Em uma decisão que promete gerar repercussão nacional, o presidente Luiz Inácio Lula da Silva sancionou nesta terça-feira (4) a lei que transfere a capital federal de Brasília para Belém (PA).
A mudança, no entanto, é apenas temporária e será válida entre os dias 11 e 21 de novembro de 2025, período em que a cidade paraense sedia a 30ª Conferência das Nações Unidas sobre Mudanças do Clima (COP30).
Belém como capital temporária: impacto e significado
A medida, de caráter simbólico e político, reforça o protagonismo da Amazônia na agenda ambiental internacional. Durante os dez dias, os três Poderes — Executivo, Legislativo e Judiciário — poderão se instalar em Belém, com todos os atos e despachos oficiais, inclusive do presidente e ministros, registrados como emanados da capital paraense.
Segundo o Planalto, a decisão visa ampliar a interlocução do Brasil com delegações estrangeiras, impulsionar o desenvolvimento local e reforçar a liderança do país nas negociações climáticas.
“Esta medida busca prestigiar o calor humano e o acolhimento do povo de Belém durante a realização da COP30”, afirmou o ministro da Casa Civil, Rui Costa, ao g1. A mudança temporária da capital está prevista no artigo 48, inciso VII, da Constituição e segue um histórico similar ao ocorrido em 1992, quando Brasília cedeu a vez ao Rio de Janeiro durante a Eco-92.
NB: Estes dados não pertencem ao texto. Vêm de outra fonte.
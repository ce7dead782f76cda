//! Local file naming for assets.

use crate::error::{Error, Result};

/// Build the local file name `<asset_id>-<basename>`.
///
/// Rejects parts that could escape the output directory and replaces characters that
/// are not portable across filesystems with `_`.
pub fn asset_file_name(asset_id: &str, basename: &str) -> Result<String> {
    for part in [asset_id, basename] {
        if part.trim().is_empty() {
            return Err(Error::InvalidFilename(format!(
                "Empty path segment in '{}-{}'",
                asset_id, basename
            )));
        }
    }

    sanitize_filename(&format!("{}-{}", asset_id, basename))
}

/// Validate a single filename and replace non-portable characters.
pub fn sanitize_filename(name: &str) -> Result<String> {
    let reason = if name.contains("..") {
        Some("path traversal")
    } else if name.contains(['/', '\\']) {
        Some("path separator")
    } else if name.contains('\0') {
        Some("null byte")
    } else {
        None
    };

    if let Some(reason) = reason {
        return Err(Error::InvalidFilename(format!("{} in '{}'", reason, name)));
    }

    let sanitized: String = name
        .chars()
        .map(|c| match c {
            ':' | '*' | '?' | '"' | '<' | '>' | '|' => '_',
            c if c.is_control() => '_',
            c => c,
        })
        .collect();

    if sanitized.trim().is_empty() {
        return Err(Error::InvalidFilename("empty filename".to_string()));
    }

    Ok(sanitized)
}
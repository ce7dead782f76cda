//! Integration tests for collections index listing.

use svgrepo_downloader::{
    config::Config, download::list_collections, Error, SvgRepoClient,
};
use wiremock::matchers::{method, path};
use wiremock::{Mock, MockServer, ResponseTemplate};

fn index_page(slugs: &[&str], total_pages: u32) -> String {
    let mut html = String::from("<html><body>");
    for slug in slugs {
        html.push_str(&format!(
            r#"<div class="style_Collection__k1"><a href="/collection/{}/">{}</a></div>"#,
            slug, slug
        ));
    }
    html.push_str(&format!(
        r#"<div class="style_pagingCarrier__p2">Page 1 / {}</div></body></html>"#,
        total_pages
    ));
    html
}

#[tokio::test]
async fn test_list_collections_across_pages() {
    let server = MockServer::start().await;
    Mock::given(method("GET"))
        .and(path("/collections/monocolor/"))
        .respond_with(ResponseTemplate::new(200).set_body_string(index_page(&["one", "two"], 2)))
        .expect(2)
        .mount(&server)
        .await;
    Mock::given(method("GET"))
        .and(path("/collections/monocolor/2"))
        .respond_with(ResponseTemplate::new(200).set_body_string(index_page(&["three"], 2)))
        .expect(1)
        .mount(&server)
        .await;

    let client = SvgRepoClient::new(&Config::default().http).unwrap();
    let mut out = Vec::new();
    let found = list_collections(&client, &server.uri(), "monocolor", &mut out)
        .await
        .expect("listing should succeed");

    let expected: Vec<String> = ["one", "two", "three"]
        .iter()
        .map(|slug| format!("{}/collection/{}/", server.uri(), slug))
        .collect();
    assert_eq!(found, expected);
    assert_eq!(String::from_utf8(out).unwrap(), format!("{}\n", expected.join("\n")));
}

#[tokio::test]
async fn test_list_collections_without_footer() {
    let server = MockServer::start().await;
    Mock::given(method("GET"))
        .and(path("/collections/all/"))
        .respond_with(ResponseTemplate::new(200).set_body_string("<html><body></body></html>"))
        .mount(&server)
        .await;

    let client = SvgRepoClient::new(&Config::default().http).unwrap();
    let err = list_collections(&client, &server.uri(), "all", &mut std::io::sink())
        .await
        .unwrap_err();
    assert!(matches!(err, Error::PageCount { .. }));
}
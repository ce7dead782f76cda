//! Asset downloading.

use std::path::{Path, PathBuf};

use tokio::fs::OpenOptions;
use tokio::io::AsyncWriteExt;

use crate::api::SvgRepoClient;
use crate::catalog::AssetLink;
use crate::download::state::DownloadState;
use crate::error::{AssetError, Error};
use crate::fs::destination_entry;
use crate::output::ProgressReporter;

/// What happened to an asset that did not fail.
#[derive(Debug, Clone, PartialEq, Eq)]
pub enum AssetOutcome {
    Downloaded(PathBuf),
    /// The destination was already present; nothing was fetched.
    AlreadyExists(PathBuf),
}

/// Download one asset into `output_dir`.
///
/// Existing files are never refetched or overwritten. Only responses declaring exactly
/// `image/svg+xml` are written.
pub async fn download_asset(
    client: &SvgRepoClient,
    link: &AssetLink,
    output_dir: &Path,
) -> Result<AssetOutcome, AssetError> {
    let dest = destination_entry(output_dir, link)?;

    if dest.exists() {
        return Ok(AssetOutcome::AlreadyExists(dest));
    }

    let response = client.fetch(link.as_str()).await.map_err(|e| AssetError::Fetch {
        url: link.to_string(),
        message: match e {
            Error::Fetch { message, .. } => message,
            other => other.to_string(),
        },
    })?;

    if !response.is_svg() {
        return Err(AssetError::NotSvg {
            url: link.to_string(),
            content_type: response.content_type().unwrap_or("<none>").to_string(),
        });
    }

    if let Err(source) = write_new_file(&dest, &response.body).await {
        // Drop partial output so the next run does not treat it as complete.
        if dest.exists() && source.kind() != std::io::ErrorKind::AlreadyExists {
            if let Err(e) = tokio::fs::remove_file(&dest).await {
                tracing::debug!("Failed to remove partial file {}: {}", dest.display(), e);
            }
        }
        return Err(AssetError::Write {
            url: link.to_string(),
            path: dest,
            source,
        });
    }

    Ok(AssetOutcome::Downloaded(dest))
}

async fn write_new_file(path: &Path, bytes: &[u8]) -> std::io::Result<()> {
    let mut file = OpenOptions::new()
        .write(true)
        .create_new(true)
        .open(path)
        .await?;
    file.write_all(bytes).await?;
    file.flush().await?;
    Ok(())
}

/// Download a batch of assets sequentially.
///
/// Failures are logged and counted; they never stop the batch. `progress` advances once
/// per file written.
pub async fn download_all(
    client: &SvgRepoClient,
    links: &[AssetLink],
    output_dir: &Path,
    progress: &dyn ProgressReporter,
    show_skipped: bool,
    state: &mut DownloadState,
) {
    for link in links {
        match download_asset(client, link, output_dir).await {
            Ok(AssetOutcome::Downloaded(path)) => {
                state.increment_downloaded();
                progress.advance();
                tracing::debug!("Downloaded: {}", path.display());
            }
            Ok(AssetOutcome::AlreadyExists(path)) => {
                state.increment_skipped();
                if show_skipped {
                    progress.suspend(&mut || {
                        tracing::info!("Skipping existing file: {}", path.display())
                    });
                } else {
                    tracing::debug!("Skipping existing file: {}", path.display());
                }
            }
            Err(e) => {
                state.increment_failed();
                progress.suspend(&mut || tracing::warn!("{}", e));
            }
        }
    }

    progress.finish();
}
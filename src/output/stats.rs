//! Statistics reporting.

use console::style;

use crate::download::DownloadState;

/// Print statistics for a finished download run.
pub fn print_run_summary(state: &DownloadState) {
    eprintln!();
    eprintln!("{}", style("Statistics:").bold());
    eprintln!("  Pages:      {}", state.pages_visited);
    eprintln!("  Icons:      {}", state.links_found);
    eprintln!("  Downloaded: {}", style(state.downloaded).green());
    eprintln!("  Skipped:    {} (already present)", state.skipped_existing);
    if state.failed > 0 {
        eprintln!("  Failed:     {}", style(state.failed).red());
    }
}
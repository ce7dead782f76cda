//! Command-line argument definitions using clap.

use clap::{Parser, Subcommand};
use std::path::PathBuf;

use crate::config::Config;

/// SVG Repo icon downloader CLI.
#[derive(Parser, Debug)]
#[command(
    name = "svgrepo-downloader",
    version,
    about = "Download SVG icons from SVG Repo",
    long_about = "A CLI tool to download every SVG of an SVG Repo collection or search results page.\n\n\
                  Icons are saved as <id>-<name>.svg; files already present are skipped."
)]
pub struct Args {
    #[command(subcommand)]
    pub command: Command,

    /// Path to configuration file.
    #[arg(short, long, global = true)]
    pub config: Option<PathBuf>,

    /// User agent sent with every request.
    #[arg(short = 'a', long = "user-agent", env = "SVGREPO_USER_AGENT", global = true)]
    pub user_agent: Option<String>,

    /// Request timeout in seconds (no timeout by default).
    #[arg(long, global = true)]
    pub timeout: Option<u64>,

    /// Maximum number of search result pages to visit.
    #[arg(long, env = "SVGREPO_SEARCH_PAGE_LIMIT", global = true)]
    pub search_page_limit: Option<u32>,

    /// Hide progress bars.
    #[arg(long, short, global = true)]
    pub quiet: bool,

    /// Show information about skipped downloads.
    #[arg(long, global = true)]
    pub show_skipped: bool,

    /// Enable debug logging.
    #[arg(long, global = true)]
    pub debug: bool,
}

#[derive(Subcommand, Debug, Clone)]
pub enum Command {
    /// Download every icon of a collection or search results URL.
    Download {
        /// Collection (…/collection/<slug>/) or search (…/vectors/<term>/) URL.
        url: String,

        /// Output directory. Defaults to ./<slug>.
        #[arg(short = 'd', long = "directory")]
        directory: Option<String>,

        /// Replace an existing output directory without asking.
        #[arg(short, long)]
        yes: bool,
    },

    /// Print icon URLs instead of downloading them.
    List {
        /// Collection or search URL.
        url: String,

        /// Prefix for each line, separated from the URL by a tab.
        #[arg(short, long)]
        label: Option<String>,
    },

    /// Print the collections of a category.
    Collections {
        /// Category name.
        #[arg(default_value = "all")]
        category: String,

        /// Also list the icons of every collection, labelled by collection slug.
        #[arg(long)]
        icons: bool,
    },
}

impl Args {
    /// Merge CLI arguments into an existing config, overriding where specified.
    pub fn merge_into_config(&self, config: &mut Config) {
        if let Some(user_agent) = &self.user_agent {
            config.http.user_agent = user_agent.clone();
        }

        if let Some(timeout) = self.timeout {
            config.http.timeout_seconds = Some(timeout);
        }

        if let Some(limit) = self.search_page_limit {
            config.options.search_page_limit = limit;
        }

        // Boolean flags (only override if set to non-default)
        if self.quiet {
            config.options.show_progress = false;
        }

        if self.show_skipped {
            config.options.show_skipped_downloads = true;
        }
    }
}
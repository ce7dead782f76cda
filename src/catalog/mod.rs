//! Catalog pages and the links found on them.
//!
//! Provides:
//! - Source URL parsing and page addressing
//! - Asset link naming
//! - HTML extraction of page counts, asset links and collection links

pub mod link;
pub mod parser;
pub mod source;

pub use link::AssetLink;
pub use parser::{extract_asset_links, extract_collection_links, extract_page_count};
pub use source::SourceUrl;
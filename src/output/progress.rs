//! Progress reporting.

use indicatif::{ProgressBar, ProgressStyle};

/// Receives one unit per asset written. Observational only.
pub trait ProgressReporter {
    fn advance(&self);

    /// Run `log` with any bar hidden, so log lines do not tear the bar.
    fn suspend(&self, log: &mut dyn FnMut()) {
        log();
    }

    fn finish(&self) {}
}

/// Hands out one reporter per page batch.
pub trait ProgressFactory {
    fn page_batch(&self, page: u32, total_pages: u32, assets: usize) -> Box<dyn ProgressReporter>;
}

impl ProgressReporter for ProgressBar {
    fn advance(&self) {
        self.inc(1);
    }

    fn suspend(&self, log: &mut dyn FnMut()) {
        ProgressBar::suspend(self, || log());
    }

    fn finish(&self) {
        ProgressBar::finish(self);
    }
}

/// Create a progress bar for one page of assets.
pub fn create_page_bar(page: u32, total_pages: u32, assets: u64) -> ProgressBar {
    let bar = ProgressBar::new(assets);
    let template = format!(
        "Collection on page {}/{} [{{bar:40.cyan/blue}}] {{percent}}% {{eta}}",
        page, total_pages
    );
    match ProgressStyle::default_bar().template(&template) {
        Ok(style) => bar.set_style(style.progress_chars("#>-")),
        Err(e) => tracing::debug!("Invalid progress template: {}", e),
    }
    bar
}

/// Terminal progress bars, or hidden ones when disabled.
#[derive(Debug, Clone, Copy)]
pub struct TerminalProgress {
    visible: bool,
}

impl TerminalProgress {
    pub fn new(visible: bool) -> Self {
        Self { visible }
    }
}

impl ProgressFactory for TerminalProgress {
    fn page_batch(&self, page: u32, total_pages: u32, assets: usize) -> Box<dyn ProgressReporter> {
        if self.visible {
            Box::new(create_page_bar(page, total_pages, assets as u64))
        } else {
            Box::new(ProgressBar::hidden())
        }
    }
}

/// Discards all progress.
#[derive(Debug, Clone, Copy, Default)]
pub struct NoProgress;

impl ProgressReporter for NoProgress {
    fn advance(&self) {}
}

impl ProgressFactory for NoProgress {
    fn page_batch(&self, _page: u32, _total_pages: u32, _assets: usize) -> Box<dyn ProgressReporter> {
        Box::new(NoProgress)
    }
}
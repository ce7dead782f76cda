//! Collections index listing.

use std::io::Write;

use url::Url;

use crate::api::SvgRepoClient;
use crate::catalog::{extract_collection_links, extract_page_count, SourceUrl};
use crate::error::{Error, Result};

/// Index URL of a collections category, e.g. `https://www.svgrepo.com/collections/all/`.
pub fn collections_index_url(base_url: &str, category: &str) -> String {
    format!(
        "{}/collections/{}/",
        base_url.trim_end_matches('/'),
        category.trim_matches('/')
    )
}

/// List the collections of a category, one absolute URL per line on `out`.
///
/// Every page advertised by the footer is visited. Returns the URLs written.
pub async fn list_collections(
    client: &SvgRepoClient,
    base_url: &str,
    category: &str,
    out: &mut dyn Write,
) -> Result<Vec<String>> {
    let index = SourceUrl::parse(&collections_index_url(base_url, category))?;

    let root = client.fetch_page(index.as_str()).await?;
    let total_pages = extract_page_count(&root)?.ok_or_else(|| Error::PageCount {
        url: index.to_string(),
    })?;

    let mut collections = Vec::new();
    for page in 1..=total_pages {
        tracing::info!("Collections page {}/{}", page, total_pages);

        let page_url = index.page_url(page);
        let base = Url::parse(&page_url)?;
        let html = client.fetch_page(&page_url).await?;

        for href in extract_collection_links(&html)? {
            let absolute = base.join(&href)?.to_string();
            writeln!(out, "{}", absolute)?;
            collections.push(absolute);
        }
    }

    Ok(collections)
}
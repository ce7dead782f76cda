//! Configuration and input validation logic.

use std::path::PathBuf;
use std::sync::LazyLock;

use crate::config::loader::Config;
use crate::error::{Error, Result};
use regex::Regex;
use url::Url;

/// Accepted shape of a source URL.
static SOURCE_URL_PATTERN: LazyLock<Regex> = LazyLock::new(|| {
    Regex::new(r"^(https?://)?(www\.)?svgrepo\.com/(collection|vectors)/.+").unwrap()
});

/// Validate the entire configuration.
pub fn validate_config(config: &Config) -> Result<()> {
    if config.http.user_agent.trim().is_empty() {
        return Err(Error::ConfigValidation {
            field: "user_agent".to_string(),
            message: "User agent cannot be empty".to_string(),
        });
    }

    if config.options.search_page_limit == 0 {
        return Err(Error::ConfigValidation {
            field: "search_page_limit".to_string(),
            message: "Search page limit must be at least 1".to_string(),
        });
    }

    if let Err(e) = Url::parse(&config.options.base_url) {
        return Err(Error::ConfigValidation {
            field: "base_url".to_string(),
            message: format!("'{}' is not a valid URL: {}", config.options.base_url, e),
        });
    }

    Ok(())
}

/// Check that a URL points at an SVG Repo collection or search results page.
pub fn validate_source_url(input: &str) -> Result<()> {
    if SOURCE_URL_PATTERN.is_match(input.trim()) {
        Ok(())
    } else {
        Err(Error::InvalidSource(format!(
            "'{}' is not an SVG Repo collection or search URL",
            input
        )))
    }
}

/// Words of the collection (or search term) slug, e.g. `["interface", "icons"]`.
///
/// Returns an empty list when the URL has no `collection/` or `vectors/` segment.
pub fn collection_words(input: &str) -> Vec<String> {
    let with_scheme = if input.contains("://") {
        input.to_string()
    } else {
        format!("https://{}", input)
    };

    let Ok(url) = Url::parse(&with_scheme) else {
        return Vec::new();
    };

    let Some(mut segments) = url.path_segments() else {
        return Vec::new();
    };

    while let Some(segment) = segments.next() {
        if segment == "collection" || segment == "vectors" {
            return segments
                .next()
                .filter(|slug| !slug.is_empty())
                .map(|slug| slug.split('-').map(str::to_string).collect())
                .unwrap_or_default();
        }
    }

    Vec::new()
}

/// Slug of the collection (or search term), if the URL has one.
pub fn collection_slug(input: &str) -> Option<String> {
    let words = collection_words(input);
    if words.is_empty() {
        None
    } else {
        Some(words.join("-"))
    }
}

/// Clean a directory typed or pasted by a user.
///
/// Trims whitespace and one pair of surrounding quotes. An empty input yields `None`.
pub fn sanitize_directory_input(input: &str) -> Result<Option<PathBuf>> {
    let trimmed = input.trim();
    let unquoted = ['"', '\'']
        .iter()
        .find_map(|q| {
            trimmed
                .strip_prefix(*q)
                .and_then(|rest| rest.strip_suffix(*q))
        })
        .unwrap_or(trimmed)
        .trim();

    if unquoted.is_empty() {
        return Ok(None);
    }

    if unquoted.contains('\0') {
        return Err(Error::ConfigValidation {
            field: "directory".to_string(),
            message: "Null bytes not allowed in path".to_string(),
        });
    }

    if unquoted.chars().any(char::is_whitespace) {
        return Err(Error::ConfigValidation {
            field: "directory".to_string(),
            message: format!("Spaces are not supported in the output path: '{}'", unquoted),
        });
    }

    Ok(Some(PathBuf::from(unquoted)))
}
mod engine;
mod rates;
mod types;

pub use engine::{PROJECTION_HORIZON_YEARS, project};
pub use rates::{RateTable, RateTableError, RepaymentThreshold, TableEpoch};
pub use types::{
    Inputs, Milestone, MilestoneKind, SimulationResult, VoluntaryPayment, YearlyRecord,
};
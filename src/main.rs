use std::env;

#[tokio::main]
async fn main() {
    env_logger::Builder::from_env(env_logger::Env::default().default_filter_or("info")).init();

    let raw_args: Vec<String> = env::args().collect();
    if raw_args.get(1).map(|s| s.as_str()) == Some("serve") {
        let port = raw_args
            .get(2)
            .and_then(|s| s.parse::<u16>().ok())
            .unwrap_or(8080);
        if let Err(e) = hecs::api::run_http_server(port).await {
            log::error!("Server error: {e}");
            std::process::exit(1);
        }
        return;
    }

    eprintln!("Usage: cargo run -- serve [port]");
    std::process::exit(1);
}
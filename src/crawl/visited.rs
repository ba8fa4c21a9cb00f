// src/crawl/visited.rs
// =============================================================================
// The set of URLs that have already been claimed by a worker.
//
// claim() is the single check-and-mark point of the whole crawler: the test
// and the insert happen under one lock, so exactly one caller wins a URL no
// matter how many pages link to it at the same time.
//
// Rust concepts:
// - tokio::sync::Mutex: a lock that can be awaited without blocking a thread
// - HashSet::insert returns false when the value was already there
// =============================================================================

use std::collections::HashSet;
use tokio::sync::Mutex;

#[derive(Debug, Default)]
pub struct VisitedSet {
    urls: Mutex<HashSet<String>>,
}

impl VisitedSet {
    pub fn new() -> Self {
        Self::default()
    }

    // Returns true for the first caller with this URL, false for everyone else
    pub async fn claim(&self, url: &str) -> bool {
        let mut urls = self.urls.lock().await;
        if urls.contains(url) {
            return false;
        }
        urls.insert(url.to_string())
    }

    // Read-only probe; a `false` here can be stale by the time you act on it,
    // so only claim() may decide who processes a URL
    pub async fn contains(&self, url: &str) -> bool {
        self.urls.lock().await.contains(url)
    }

    pub async fn len(&self) -> usize {
        self.urls.lock().await.len()
    }
}
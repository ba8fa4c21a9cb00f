// src/crawl/scheduler.rs
// =============================================================================
// Drives a crawl from the seed URL to completion.
//
// How it works:
// 1. Put the seed on the frontier
// 2. While there is room (fewer than dispatch_limit workers alive), pop
//    targets and spawn a worker for each
// 3. When no more can be dispatched, wait for ONE worker to finish
// 4. Go back to 2
//
// When is the crawl done?
// - "Frontier is empty" alone is NOT enough: a worker still in flight may be
//   about to push twenty new links
// - Done means: frontier empty AND zero workers in flight, and we check that
//   again after every single worker finishes
//
// Rust concepts:
// - tokio::spawn: runs each worker as its own task (truly parallel)
// - FuturesUnordered: a set of futures that yields them as they complete
// - Arc: shared ownership of the session across tasks
// =============================================================================

use futures::stream::{FuturesUnordered, StreamExt};
use std::sync::Arc;
use tokio::task::JoinHandle;
use tracing::{debug, info, warn};

use super::frontier::CrawlTarget;
use super::session::CrawlSession;
use super::worker::{self, Outcome};

// Totals for one finished crawl
#[derive(Debug, Clone, Default, PartialEq, Eq)]
pub struct CrawlSummary {
    /// Pages fetched and parsed
    pub pages_crawled: usize,
    /// Links pushed onto the frontier
    pub links_queued: usize,
    /// URLs that answered 404
    pub not_found: usize,
    /// Non-success responses other than 404
    pub skipped: usize,
    /// Fetched pages whose links were not followed (final URL out of scope)
    pub out_of_scope: usize,
    /// Fetch errors and crashed workers
    pub faults: usize,
    /// Frontier entries dropped because their URL was already claimed
    pub duplicates: usize,
}

impl CrawlSummary {
    fn record(&mut self, outcome: &Outcome) {
        match outcome {
            Outcome::AlreadyClaimed => self.duplicates += 1,
            Outcome::NotFound => self.not_found += 1,
            Outcome::Skipped(_) => self.skipped += 1,
            Outcome::OutOfScope => self.out_of_scope += 1,
            Outcome::Crawled { links_queued } => {
                self.pages_crawled += 1;
                self.links_queued += links_queued;
            }
            Outcome::Failed => self.faults += 1,
        }
    }

    // Every URL that got as far as a fetch attempt
    pub fn urls_checked(&self) -> usize {
        self.pages_crawled + self.not_found + self.skipped + self.out_of_scope + self.faults
    }
}

impl CrawlSession {
    // Crawls everything reachable from `seed` and returns the totals
    //
    // The seed goes through the same claim as every other link; it is its
    // own referrer.
    pub async fn run(self: Arc<Self>, seed: &str) -> CrawlSummary {
        self.frontier.push(CrawlTarget::new(seed, seed)).await;

        let mut in_flight: FuturesUnordered<JoinHandle<Outcome>> = FuturesUnordered::new();
        let mut summary = CrawlSummary::default();

        loop {
            // Fill every free dispatch slot
            while in_flight.len() < self.dispatch_limit {
                let Some(target) = self.frontier.pop().await else {
                    break;
                };

                // Cheap pre-filter; the worker's claim() is the real check
                if self.visited.contains(&target.url).await {
                    summary.duplicates += 1;
                    continue;
                }

                let session = Arc::clone(&self);
                in_flight.push(tokio::spawn(async move {
                    worker::process(&session, target).await
                }));
            }

            // Nothing in flight here means the loop above emptied the
            // frontier without dispatching anything: the crawl is done
            match in_flight.next().await {
                Some(Ok(outcome)) => summary.record(&outcome),
                Some(Err(e)) => {
                    warn!("Crawl worker crashed: {}", e);
                    summary.faults += 1;
                }
                None => break,
            }

            debug!(
                in_flight = in_flight.len(),
                queued = self.frontier.len().await,
                "Worker finished"
            );
        }

        info!(
            checked = summary.urls_checked(),
            crawled = summary.pages_crawled,
            not_found = summary.not_found,
            faults = summary.faults,
            "Crawl finished"
        );
        summary
    }
}
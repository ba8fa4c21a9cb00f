// src/crawl/findings.rs
// =============================================================================
// Broken links found during the crawl.
//
// Workers record() as they go; the finished crawl drains the list once to
// write the report.
// =============================================================================

use serde::Serialize;
use std::fmt;
use tokio::sync::Mutex;

// A link that answered 404, and the page that linked to it
//
// #[derive(Serialize)] lets us print findings as JSON with --json
#[derive(Debug, Clone, PartialEq, Eq, Serialize)]
pub struct Finding {
    pub url: String,
    pub referrer: String,
}

// The report line: "<url> (linked from <referrer>)"
impl fmt::Display for Finding {
    fn fmt(&self, f: &mut fmt::Formatter<'_>) -> fmt::Result {
        write!(f, "{} (linked from {})", self.url, self.referrer)
    }
}

#[derive(Debug, Default)]
pub struct FindingCollector {
    findings: Mutex<Vec<Finding>>,
}

impl FindingCollector {
    pub fn new() -> Self {
        Self::default()
    }

    pub async fn record(&self, finding: Finding) {
        self.findings.lock().await.push(finding);
    }

    // Takes every finding out, in the order they were recorded
    pub async fn drain(&self) -> Vec<Finding> {
        std::mem::take(&mut *self.findings.lock().await)
    }
}
// src/report.rs
// =============================================================================
// Writes the broken-link report and prints results to the terminal.
//
// The report file has one line per finding:
//   https://example.com/gone (linked from https://example.com/docs)
// It is written once, at the end, replacing any previous report.
// =============================================================================

use anyhow::{Context, Result};
use std::path::Path;

use crate::crawl::{CrawlSummary, Finding};

// Default report file name
pub const REPORT_FILE: &str = "404_errors.txt";

// Renders findings as newline-terminated report lines
pub fn render_report(findings: &[Finding]) -> String {
    findings.iter().map(|finding| format!("{}\n", finding)).collect()
}

// Writes the report to `path`, overwriting it
pub async fn write_report(path: &Path, findings: &[Finding]) -> Result<()> {
    tokio::fs::write(path, render_report(findings))
        .await
        .with_context(|| format!("Failed to write report to {}", path.display()))
}

// Prints findings as a JSON array on stdout
pub fn print_json(findings: &[Finding]) -> Result<()> {
    let json_output = serde_json::to_string_pretty(findings)?;
    println!("{}", json_output);
    Ok(())
}

// Prints the end-of-crawl summary
pub fn print_summary(summary: &CrawlSummary, findings: &[Finding], report_path: &Path) {
    println!();
    println!("📊 Summary:");
    println!("   🔎 URLs checked: {}", summary.urls_checked());
    println!("   📄 Pages crawled: {}", summary.pages_crawled);
    println!("   🔗 Links followed: {} ({} duplicates)", summary.links_queued, summary.duplicates);
    println!("   🌐 Not followed (outside the site): {}", summary.out_of_scope);
    println!("   ⏭️  Skipped (other errors): {}", summary.skipped);
    println!("   ⚠️  Failed to fetch: {}", summary.faults);
    println!("   ❌ Broken (404): {}", findings.len());

    if findings.is_empty() {
        println!("\n✅ No broken links found");
    } else {
        println!("\n📝 Report written to {}", report_path.display());
    }
}
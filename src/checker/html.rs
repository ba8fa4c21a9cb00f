// src/checker/html.rs
// =============================================================================
// This module pulls the raw href values out of an HTML page.
//
// We use the `scraper` crate which:
// - Parses HTML into a DOM (Document Object Model)
// - Supports CSS selectors for finding elements
// - Is built on html5ever, which never fails on broken markup
//
// Resolving the hrefs into absolute URLs is NOT done here: that is the
// crawler's normalizer's job (src/crawl/normalize.rs).
// =============================================================================

use scraper::{Html, Selector};

// Extracts the href attribute of every <a> element
//
// Parameters:
//   html: the HTML content to parse (borrowed as &str)
//
// Returns: the href values exactly as written in the page, in document order
//
// Example:
//   html = "<a href='/docs'>Docs</a><a>no link</a>"
//   result = ["/docs"]
pub fn extract_hrefs(html: &str) -> Vec<String> {
    // Parse the HTML into a document
    let document = Html::parse_document(html);

    // "a[href]" is a constant, valid selector, so this can't fail
    let selector = Selector::parse("a[href]").unwrap();

    document
        .select(&selector)
        .filter_map(|element| element.value().attr("href"))
        .map(str::to_string)
        .collect()
}
// src/checker/mod.rs
// =============================================================================
// This module contains the crawler's external collaborators.
//
// Submodules:
// - http: Fetches pages and classifies their status codes
// - html: Extracts href values from HTML pages
//
// The crawl engine (src/crawl/) only sees the traits and functions
// re-exported here, never reqwest or scraper directly.
// =============================================================================

mod html;
mod http;

pub use html::extract_hrefs;
pub use http::{classify, FetchSettings, Fetcher, HttpFetcher, Page, ResponseClass};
O projeto foi de autoria da deputada Duda Salabert (PDT-MG) e aprovado sem resistências no Congresso Nacional, refletindo o consenso em torno da importância estratégica do evento para o país.
Especialistas afirmam que a iniciativa, além de reforçar compromissos do Brasil em energias renováveis, agricultura de baixo carbono e proteção das florestas, coloca Belém no centro das atenções internacionais e simboliza a capacidade do governo federal de mobilizar toda a máquina pública em prol de questões ambientais globais.
Por dez dias, portanto, Brasília cede espaço e o Norte brasileiro assume o comando simbólico da República.